Disclaimer Naruto : Masashi Kishimoto

I really trully take no provit

© Story : GyuuRuru-kun

SMOOTH NIGHT

Type: [Three-Shoot]

Warn: AU/OOC/Misstypo(s)

.DONT LIKE, DONT READ.

...

Bunyi musik alternative rock masih mengalun dari speaker mobil Sasuke. Kiba sengaja masuk dan mengeraskan sedikit volumenya agar bisa menambah asik suasana. Seperti biasa ini adalah main base mereka, sekumpulan remaja alumni Konoha Senior Highschool. Tempat ini adalah tempat dimana mereka semua berkumpul dan bersuka ria tak peduli meski itu di malam hari, seperti sekarang ini.

Shikamaru terlihat duduk tenang memandangi Chouji yang makan keripik kentang dengan lahap seperti biasa sementara Ino dan Tenten bersuka ria, berbagi canda bersama Sakura. Tak berselang berapa menit Lee datang membawakan minuman kaleng untuk ketiga gadis itu. Sasuke yang sibuk dengan ponselnya kemudian menutupnya lalu berjalan ke arah Sakura.

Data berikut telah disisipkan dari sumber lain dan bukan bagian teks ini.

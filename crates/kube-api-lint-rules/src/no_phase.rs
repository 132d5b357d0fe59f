//! Rule reporting phase fields.
//!
//! Phases are a single-value state machine that clients end up parsing.
//! Conditions replace them.

use kube_api_lint_core::{DeclContext, DeclKind, Diagnostic, Rule};

/// Rule code for no-phase.
pub const CODE: &str = "KAL017";

/// Rule name for no-phase.
pub const NAME: &str = "no-phase";

/// Reports fields whose Go or JSON name mentions "phase".
#[derive(Debug, Clone, Default)]
pub struct NoPhase;

impl NoPhase {
    /// Creates a new rule.
    #[must_use]
    pub fn new() -> Self {
        Self
    }
}

impl Rule for NoPhase {
    fn name(&self) -> &'static str {
        NAME
    }

    fn code(&self) -> &'static str {
        CODE
    }

    fn description(&self) -> &'static str {
        "Phase fields are deprecated in favor of conditions"
    }

    fn applies_to(&self, kind: DeclKind) -> bool {
        kind == DeclKind::Field
    }

    fn check(&self, ctx: &DeclContext<'_, '_>) -> Vec<Diagnostic> {
        let mentions = |name: &str| name.to_ascii_lowercase().contains("phase");
        let json_name = ctx.json_tag().map(|tag| tag.name).unwrap_or_default();
        if !mentions(ctx.name()) && !mentions(&json_name) {
            return Vec::new();
        }
        vec![Diagnostic::new(
            CODE,
            NAME,
            ctx.location(),
            format!(
                "{}: phase fields are deprecated and conditions should be used instead",
                ctx.subject()
            ),
        )]
    }
}

#[cfg(test)]
mod tests {
    use super::*;
    use crate::testing::{messages, run};
    use kube_api_lint_core::{FieldDecl, Package, TypeDecl, TypeExpr};

    #[test]
    fn test_phase_names() {
        let pkg = Package::new("p").with_type(TypeDecl::structure(
            "WidgetStatus",
            vec![
                FieldDecl::new("Phase", TypeExpr::named("string")).at("types.go", 3).json("phase"),
                FieldDecl::new("State", TypeExpr::named("string")).at("types.go", 4).json("rolloutPhase"),
                FieldDecl::new("Ready", TypeExpr::named("string")).at("types.go", 5).json("ready"),
            ],
        ));
        assert_eq!(
            messages(&run(NoPhase::new(), pkg)),
            vec![
                "field Phase: phase fields are deprecated and conditions should be used instead",
                "field State: phase fields are deprecated and conditions should be used instead",
            ]
        );
    }
}
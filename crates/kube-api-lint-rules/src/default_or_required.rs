//! Rule forbidding a default value on a required declaration.
//!
//! # Rationale
//!
//! A default only applies when the value is omitted, and a required value
//! can never be omitted. The default is dead configuration at best.

use crate::conflicting_markers::report;
use kube_api_lint_core::linters::ConflictSet;
use kube_api_lint_core::{DeclContext, Diagnostic, Rule};

/// Rule code for default-or-required.
pub const CODE: &str = "KAL004";

/// Rule name for default-or-required.
pub const NAME: &str = "default-or-required";

/// Reports declarations that are both required and defaulted.
#[derive(Debug, Clone)]
pub struct DefaultOrRequired {
    conflict: ConflictSet,
}

impl Default for DefaultOrRequired {
    fn default() -> Self {
        Self::new()
    }
}

impl DefaultOrRequired {
    /// Creates a new rule.
    #[must_use]
    pub fn new() -> Self {
        Self {
            conflict: ConflictSet::default_or_required(),
        }
    }
}

impl Rule for DefaultOrRequired {
    fn name(&self) -> &'static str {
        NAME
    }

    fn code(&self) -> &'static str {
        CODE
    }

    fn description(&self) -> &'static str {
        "A declaration with a default value cannot be required"
    }

    fn check(&self, ctx: &DeclContext<'_, '_>) -> Vec<Diagnostic> {
        report(CODE, NAME, ctx, &self.conflict).into_iter().collect()
    }
}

"Sudah selesai?" tanya Sakura.

"Hn, kalau soal itu sudah kuselesaikan dua bulan lalu, dia itu lengket sekali. Neji bilang dia akan segera kesini setelah selesai dengan urusannya." Sasuke duduk dan mencium pelan samping kepala Sakura.

Mungkin tinggal tersisa dua orang yang terlihat tidak bersenang-senang. Gadis berambut lavender itu hanya memerhatikan teman-temannya dari kejauhan tidak ikut bersenang-senang seperti biasa, mungkin dikarenakan ia tidak begitu suka dengan keramaian seperti ini. Selain itu bau khas dari beer dan rokok juga terlalu mengusiknya. Lama ia melamun hingga seorang pria berambut pirang jabrik datang mendekat.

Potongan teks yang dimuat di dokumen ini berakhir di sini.